If I desperately need a few more characters, I might drop in a couple from Buck Godot, via a Martian Manhunter style accident. However, beware Tenn and Peller syndrome -- they need to be long-term inhabitants.

Actually, let's tot it up. How many Helens do we potentially have so far in the "Crisis of Infinite Agathas" plot?

The plot: a couple of months ago, Agatha (travelling with the Circus again) accidentally activated an ancient dimensional-teleport machine. This put her into stasis, and pulled in two cognates of her from other universes: Mirror-Agatha and Helen. The two of them got very confused (both had been fiddling with similar machines themselves), and started to quarrel, when Sarah, who had been watching the whole thing, came in as a large and scary monster and scared them both off.

Mirror-Agatha wandered in confusion for a while before finding that Klaus and Gil were still alive; she immediately went to them, and has been masquerading as Agatha since. Helen (along with Dave, Mell and/or Artie) rejoined the Circus, and has been masquerading as Agatha ever since. Sarah, who hasn't been out in the larger world for over a century, tagged along with the Circus, and has been masquerading as an animal (some sort of funky construct) ever since, and occasionally causing confusion by shifting into the Agatha form and others. Meanwhile, the real Agatha has been stuck in stasis in the castle, which is where she begins the game.

Jagers are very long-lived. On this page -- http://www.girlgeniusonline.com/cgi-bin/ggmain.cgi?date=20060712 -- they make reference to battles they were in a hundred years ago. They belong to the Heterodyne family, but long predate Barry and Bill. Note that Jagers can also apparently have kids, since a great-great-grandchild figures in the story. Indeed, it looks like they can crossbreed with humans, which is downright surprising. We might have someone who is part-Jager.

Opera is a major artform in the GG world. We clearly need to have either a play or an opera involved in the story somehow. This probably needs to figure into the Circus' plot.

This page -- http://www.girlgeniusonline.com/cgi-bin/ggmain.cgi?date=20061002 -- shows a card game in the GG universe. Suits include Muses and Sparks. Hmm. If I took a good period card game and adapted it, almost nobody would notice...

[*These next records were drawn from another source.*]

//! PCM client: plays raw S16_LE PCM from stdin on a local output device.
//!
//! Playback runs on a dedicated output thread that keeps the device fed one period at a
//! time, recovers from underruns and reopens the device after it disappears.

use anyhow::Result;
use clap::Parser;
use tracing_subscriber::EnvFilter;

use pcm_client::{cli, config, runtime};

fn main() -> Result<()> {
    let args = cli::Args::parse();
    tracing_subscriber::fmt()
        .with_env_filter(EnvFilter::try_from_default_env().unwrap_or_else(|_| {
            EnvFilter::new("info,audio_output=info,pcm_client=info")
        }))
        .with_writer(std::io::stderr)
        .init();

    let backend = config::resolve_backend(args.backend);
    if args.list_devices {
        return runtime::list_devices(backend);
    }

    match &args.cmd {
        Some(cli::Command::Play {
            rate,
            channels,
            source_buffer_ms,
        }) => runtime::run_play(config::play_config(&args, *rate, *channels, *source_buffer_ms)),
        None => anyhow::bail!("nothing to do: pass --list-devices or the `play` subcommand"),
    }
}
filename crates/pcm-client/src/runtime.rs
//! Client runtime: device listing and stdin playback.

use std::io::Read;
use std::sync::{Arc, Mutex};
use std::time::Duration;

use anyhow::{Context, Result};
use audio_output::cpal_host::CpalHost;
use audio_output::host::AudioHost;
use audio_output::queue::SampleQueue;
use audio_output::source::QueuedSource;
use audio_output::{OutputDeviceDescriptor, PlaybackState, Player, find_output_device, list_output_devices};

use crate::cli::Backend;
use crate::config::ClientPlayConfig;

const DEFAULT_DEVICE: &str = "default";
const READ_CHUNK_BYTES: usize = 16 * 1024;

/// Print the output devices of `backend` to stdout.
pub fn list_devices(backend: Backend) -> Result<()> {
    match backend {
        Backend::Cpal => print_devices(&CpalHost::default()),
        #[cfg(target_os = "linux")]
        Backend::Alsa => print_devices(&audio_output::alsa_host::AlsaHost),
        #[cfg(not(target_os = "linux"))]
        Backend::Alsa => anyhow::bail!("the ALSA backend is only available on Linux"),
    }
}

fn print_devices<H: AudioHost>(host: &H) -> Result<()> {
    for device in list_output_devices(host) {
        println!("#{}: {}", device.ordinal, device.id);
        for line in device.display_name.lines() {
            println!("    {line}");
        }
    }
    Ok(())
}

/// Play raw S16_LE PCM from stdin until EOF.
pub fn run_play(config: ClientPlayConfig) -> Result<()> {
    match config.backend {
        Backend::Cpal => {
            let host = CpalHost::new(config.output.cpal_queue_periods);
            play_stdin(host, config)
        }
        #[cfg(target_os = "linux")]
        Backend::Alsa => play_stdin(audio_output::alsa_host::AlsaHost, config),
        #[cfg(not(target_os = "linux"))]
        Backend::Alsa => anyhow::bail!("the ALSA backend is only available on Linux"),
    }
}

fn play_stdin<H: AudioHost>(host: H, config: ClientPlayConfig) -> Result<()> {
    let device = select_device(&host, config.device.as_deref());
    tracing::info!(
        device = %device.id,
        rate_hz = config.format.sample_rate_hz,
        channels = config.format.channels,
        "source (stdin, S16_LE)"
    );

    let source = Arc::new(QueuedSource::new(config.format, config.source_buffer));
    let queue = source.queue();
    let player = Arc::new(Mutex::new(Player::new(host, source, config.output.clone())));

    {
        let player = player.clone();
        let queue = queue.clone();
        let _ = ctrlc::set_handler(move || {
            queue.close();
            if let Ok(mut p) = player.lock() {
                p.stop();
            }
            std::process::exit(130);
        });
    }

    player
        .lock()
        .map_err(|_| anyhow::anyhow!("player lock poisoned"))?
        .start(device)
        .context("start output")?;

    let fed = feed_stdin(&queue);
    queue.close();
    let frames = fed.context("read stdin")?;
    tracing::info!(frames, "input finished; draining");

    while !queue.wait_until_empty(Duration::from_millis(200)) {
        let running = player
            .lock()
            .map(|p| p.state() == PlaybackState::Running)
            .unwrap_or(false);
        if !running {
            break;
        }
    }

    let mut player = player
        .lock()
        .map_err(|_| anyhow::anyhow!("player lock poisoned"))?;
    player.stop();
    let status = player.status();
    tracing::info!(
        frames_written = status.frames_written,
        underruns = status.underrun_events,
        reopens = status.opens.saturating_sub(1),
        chunk_misses = status.chunk_misses,
        "playback finished"
    );
    Ok(())
}

fn select_device<H: AudioHost>(host: &H, needle: Option<&str>) -> OutputDeviceDescriptor {
    let Some(needle) = needle else {
        return OutputDeviceDescriptor::named(DEFAULT_DEVICE);
    };
    find_output_device(host, needle).unwrap_or_else(|| {
        // Device strings like `plughw:1,0` are valid without being listed as hints.
        tracing::warn!(device = %needle, "device not listed; opening by name");
        OutputDeviceDescriptor::named(needle)
    })
}

/// Copy stdin into `queue` until EOF or until the queue is closed. Returns frames fed.
fn feed_stdin(queue: &SampleQueue) -> Result<u64> {
    let mut stdin = std::io::stdin().lock();
    let mut bytes = vec![0u8; READ_CHUNK_BYTES];
    let mut samples = Vec::with_capacity(READ_CHUNK_BYTES / 2);
    let mut carry = None;
    let mut fed = 0u64;

    loop {
        let n = match stdin.read(&mut bytes) {
            Ok(0) => break,
            Ok(n) => n,
            Err(e) if e.kind() == std::io::ErrorKind::Interrupted => continue,
            Err(e) => return Err(e.into()),
        };
        samples.clear();
        decode_s16le(&mut carry, &bytes[..n], &mut samples);
        let pushed = queue.push_blocking(&samples);
        fed += (pushed / queue.channels()) as u64;
        if pushed < samples.len() {
            break;
        }
    }
    Ok(fed)
}

/// Append little-endian `i16` samples from `bytes`, keeping an odd trailing byte in `carry`.
fn decode_s16le(carry: &mut Option<u8>, bytes: &[u8], out: &mut Vec<i16>) {
    let mut rest = bytes;
    if let Some(lo) = carry.take() {
        match rest.split_first() {
            Some((hi, tail)) => {
                out.push(i16::from_le_bytes([lo, *hi]));
                rest = tail;
            }
            None => {
                *carry = Some(lo);
                return;
            }
        }
    }
    let pairs = rest.chunks_exact(2);
    if let [odd] = pairs.remainder() {
        *carry = Some(*odd);
    }
    out.extend(pairs.map(|p| i16::from_le_bytes([p[0], p[1]])));
}
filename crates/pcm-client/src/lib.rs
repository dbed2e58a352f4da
pub mod cli;
pub mod config;
pub mod runtime;
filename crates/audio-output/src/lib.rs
#[cfg(target_os = "linux")]
pub mod alsa_host;
pub mod catalog;
pub mod config;
pub mod contract;
pub mod cpal_host;
pub mod error;
pub mod host;
pub mod player;
pub mod queue;
pub mod session;
pub mod source;
pub mod status;
pub mod worker;

pub use catalog::{OutputDeviceDescriptor, find_output_device, list_output_devices};
pub use config::{OutputConfig, RetryPolicy};
pub use contract::{ChunkSource, StreamFormat, render_delay};
pub use error::OutputError;
pub use player::{PlaybackState, Player};
pub use status::StatusSnapshot;
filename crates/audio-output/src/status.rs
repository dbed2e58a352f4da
use std::sync::atomic::{AtomicU64, Ordering};
use std::sync::{Arc, Mutex, MutexGuard};

use crate::session::{NegotiatedFormat, PeriodGeometry};

/// Shared output status updated by the playback worker.
#[derive(Debug, Default)]
pub struct OutputStatusState {
    session: Mutex<SessionInfo>,
    /// Frames accepted by the device.
    pub frames_written: AtomicU64,
    /// Underruns recovered with a prepare.
    pub underrun_events: AtomicU64,
    /// Successful session opens (the first one included).
    pub opens: AtomicU64,
    /// Failed open attempts.
    pub open_failures: AtomicU64,
    /// Sessions torn down after a fatal write or probe.
    pub fatal_errors: AtomicU64,
    /// Requests the upstream source could not satisfy.
    pub chunk_misses: AtomicU64,
    /// Render delay passed with the latest chunk request.
    pub last_delay_us: AtomicU64,
}

#[derive(Debug, Default)]
struct SessionInfo {
    device: Option<String>,
    negotiated: Option<NegotiatedFormat>,
    geometry: Option<PeriodGeometry>,
    last_error: Option<String>,
}

/// Point-in-time copy of [`OutputStatusState`].
#[derive(Clone, Debug, Default, PartialEq, Eq)]
pub struct StatusSnapshot {
    /// Device of the open session, if any.
    pub device: Option<String>,
    /// Rate the device actually runs at.
    pub sample_rate: Option<u32>,
    pub channels: Option<u16>,
    pub period_frames: Option<usize>,
    pub buffer_time_us: Option<u32>,
    pub frames_written: u64,
    pub underrun_events: u64,
    pub opens: u64,
    pub open_failures: u64,
    pub fatal_errors: u64,
    pub chunk_misses: u64,
    pub last_delay_us: u64,
    pub last_error: Option<String>,
}

impl OutputStatusState {
    pub fn shared() -> Arc<Self> {
        Arc::new(Self::default())
    }

    fn session(&self) -> MutexGuard<'_, SessionInfo> {
        self.session.lock().unwrap_or_else(|e| e.into_inner())
    }

    /// Record a freshly opened session.
    pub fn session_opened(&self, device: &str, negotiated: NegotiatedFormat, geometry: PeriodGeometry) {
        self.opens.fetch_add(1, Ordering::Relaxed);
        let mut s = self.session();
        s.device = Some(device.to_string());
        s.negotiated = Some(negotiated);
        s.geometry = Some(geometry);
    }

    /// Forget the session-specific fields; counters are kept.
    pub fn session_closed(&self) {
        let mut s = self.session();
        s.device = None;
        s.negotiated = None;
        s.geometry = None;
    }

    pub fn record_error(&self, error: impl ToString) {
        self.session().last_error = Some(error.to_string());
    }

    pub fn add(counter: &AtomicU64, value: u64) {
        counter.fetch_add(value, Ordering::Relaxed);
    }

    pub fn snapshot(&self) -> StatusSnapshot {
        let s = self.session();
        StatusSnapshot {
            device: s.device.clone(),
            sample_rate: s.negotiated.map(|n| n.rate_hz),
            channels: s.negotiated.map(|n| n.channels),
            period_frames: s.geometry.map(|g| g.period_frames),
            buffer_time_us: s.geometry.map(|g| g.buffer_time_us),
            frames_written: self.frames_written.load(Ordering::Relaxed),
            underrun_events: self.underrun_events.load(Ordering::Relaxed),
            opens: self.opens.load(Ordering::Relaxed),
            open_failures: self.open_failures.load(Ordering::Relaxed),
            fatal_errors: self.fatal_errors.load(Ordering::Relaxed),
            chunk_misses: self.chunk_misses.load(Ordering::Relaxed),
            last_delay_us: self.last_delay_us.load(Ordering::Relaxed),
            last_error: s.last_error.clone(),
        }
    }
}
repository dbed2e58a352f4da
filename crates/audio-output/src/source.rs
//! Minimal [`ChunkSource`] backed by a [`SampleQueue`].
//!
//! It serves frames in arrival order and ignores the render delay, which is enough for
//! piping raw PCM into the engine. Time-aligned sources (network jitter buffers) implement
//! [`ChunkSource`] themselves.

use std::sync::Arc;
use std::sync::atomic::{AtomicU64, Ordering};
use std::time::Duration;

use crate::contract::{ChunkSource, StreamFormat};
use crate::queue::{SampleQueue, capacity_for};

pub struct QueuedSource {
    format: StreamFormat,
    queue: Arc<SampleQueue>,
    last_delay_us: AtomicU64,
}

impl QueuedSource {
    /// Source holding up to `buffer` of audio.
    pub fn new(format: StreamFormat, buffer: Duration) -> Self {
        let frames = (u128::from(format.sample_rate_hz) * buffer.as_micros() / 1_000_000) as usize;
        let queue = SampleQueue::new(
            usize::from(format.channels),
            capacity_for(frames, usize::from(format.channels)),
        );
        Self {
            format,
            queue: Arc::new(queue),
            last_delay_us: AtomicU64::new(0),
        }
    }

    /// Producer side of the source.
    pub fn queue(&self) -> Arc<SampleQueue> {
        self.queue.clone()
    }

    /// Render delay of the most recent request.
    pub fn last_render_delay(&self) -> Duration {
        Duration::from_micros(self.last_delay_us.load(Ordering::Relaxed))
    }
}

impl ChunkSource for QueuedSource {
    fn format(&self) -> StreamFormat {
        self.format
    }

    fn request_chunk(&self, out: &mut [i16], render_delay: Duration, frames: usize) -> bool {
        self.last_delay_us.store(
            u64::try_from(render_delay.as_micros()).unwrap_or(u64::MAX),
            Ordering::Relaxed,
        );
        if self.queue.pop_exact(out, frames) {
            return true;
        }
        // Flush the tail once the producer is finished, padding with silence.
        if self.queue.is_done() && self.queue.len_frames() > 0 {
            let want = (frames * self.queue.channels()).min(out.len());
            let got = self.queue.pop_into(&mut out[..want]);
            out[got..want].fill(0);
            return true;
        }
        false
    }
}
//! Chain integration subsystem.
//!
//! # Data Flow
//! ```text
//! WalletKeyProvider (address, pubkey, signer, encryption seed)
//!     → client.rs (LCD: chain ID, account, code hash)
//!     → transaction.rs (build, sign)
//!     → client.rs (broadcast, confirm, query)
//! ```
//!
//! # Security Constraints
//! - Private keys ONLY from environment variables or the host's provider
//! - Never log private keys, seeds or plaintext messages
//! - All LCD calls have configurable timeouts
//! - Confirmation failures degrade to the broadcast result

pub mod client;
pub mod transaction;
pub mod types;
pub mod wallet;

pub use crate::encoding::proto::Coin;
pub use client::ChainClient;
pub use transaction::{ExecuteMsg, SignedTx, TransactionBuilder, TxBuildError, UnsignedTx};
pub use types::{Account, BroadcastResult, ChainClientError, ChainId, ConfirmedTx, TxStatus};
pub use wallet::{LocalWallet, WalletError, WalletKeyProvider};
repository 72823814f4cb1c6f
//! Configuration loading from disk.

use std::fs;
use std::path::Path;

use crate::config::schema::PipelineConfig;
use crate::config::validation::{validate_config, ValidationError};

/// Error type for configuration loading.
#[derive(Debug)]
pub enum ConfigError {
    Io(std::io::Error),
    Parse(toml::de::Error),
    Validation(Vec<ValidationError>),
}

impl std::fmt::Display for ConfigError {
    fn fmt(&self, f: &mut std::fmt::Formatter<'_>) -> std::fmt::Result {
        match self {
            ConfigError::Io(e) => write!(f, "IO error: {}", e),
            ConfigError::Parse(e) => write!(f, "Parse error: {}", e),
            ConfigError::Validation(errors) => {
                write!(f, "Validation failed: ")?;
                for (i, err) in errors.iter().enumerate() {
                    if i > 0 {
                        write!(f, ", ")?;
                    }
                    write!(f, "{}", err)?;
                }
                Ok(())
            }
        }
    }
}

impl std::error::Error for ConfigError {}

/// Load and validate configuration from a TOML file.
pub fn load_config(path: &Path) -> Result<PipelineConfig, ConfigError> {
    let content = fs::read_to_string(path).map_err(ConfigError::Io)?;
    parse_config(&content)
}

/// Parse and validate configuration from TOML text.
pub fn parse_config(content: &str) -> Result<PipelineConfig, ConfigError> {
    let config: PipelineConfig = toml::from_str(content).map_err(ConfigError::Parse)?;
    validate_config(&config).map_err(ConfigError::Validation)?;
    Ok(config)
}

#[cfg(test)]
mod tests {
    use super::*;
    use std::io::Write;

    #[test]
    fn test_load_from_file() {
        let mut file = tempfile::NamedTempFile::new().unwrap();
        writeln!(
            file,
            r#"
            [lcd]
            url = "http://127.0.0.1:1317"
            request_timeout_secs = 5

            [fee]
            gas_limit = 300000
            "#
        )
        .unwrap();

        let config = load_config(file.path()).unwrap();
        assert_eq!(config.lcd.request_timeout_secs, 5);
        assert_eq!(config.fee.gas_limit, 300_000);
        assert_eq!(config.fee.denom, "uscrt");
    }

    #[test]
    fn test_missing_file() {
        let err = load_config(Path::new("/nonexistent/secret-tx.toml")).unwrap_err();
        assert!(matches!(err, ConfigError::Io(_)));
    }

    #[test]
    fn test_invalid_values_rejected() {
        let err = parse_config("[fee]\ngas_limit = 0\n").unwrap_err();
        assert!(matches!(err, ConfigError::Validation(_)));
        assert!(err.to_string().contains("fee.gas_limit"));
    }

    #[test]
    fn test_syntax_error() {
        let err = parse_config("[lcd\nurl = 1").unwrap_err();
        assert!(matches!(err, ConfigError::Parse(_)));
    }
}
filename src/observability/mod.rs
//! Observability subsystem.
//!
//! # Data Flow
//! ```text
//! All subsystems produce:
//!     → logging.rs (structured log events, operation ID as a span field)
//!     → metrics.rs (counters, histograms)
//! ```
//!
//! # Design Decisions
//! - Structured logging (JSON) for machine parsing
//! - Operation ID flows through every log line of an operation
//! - Metrics are cheap (atomic increments)

pub mod logging;
pub mod metrics;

Darker's Thoughts and Questions

(Those which don't have some other home yet)

Casting thought: You have the luxury of nearly-full signups nearly two months before you're doing casting, and before a substantive part of the writing is done. Perhaps a very high-level questionnaire polling for certain general types of interest? (Earlier, you were somewhat surprised by the keenness with which some players wanted to play Jaegers; it'd be kind of painful to write a mostly-Spark-some-Jaeger game and discover that half the players wanted to play Clanks, crossovers, non-canon characters, lots of more-minor roles, "support-but-competent" characters like Wooster, etc.) Justin: while it's only going to be a partial effect, I do expect to do some of this. That's actually the way I always write, and a reason why I like to have full games very early -- I always wind up customizing the game to the players to some degree. With two runs I'm somewhat limited in how much I can do that, but I'll definitely be factoring in player desires when choosing which characters get in.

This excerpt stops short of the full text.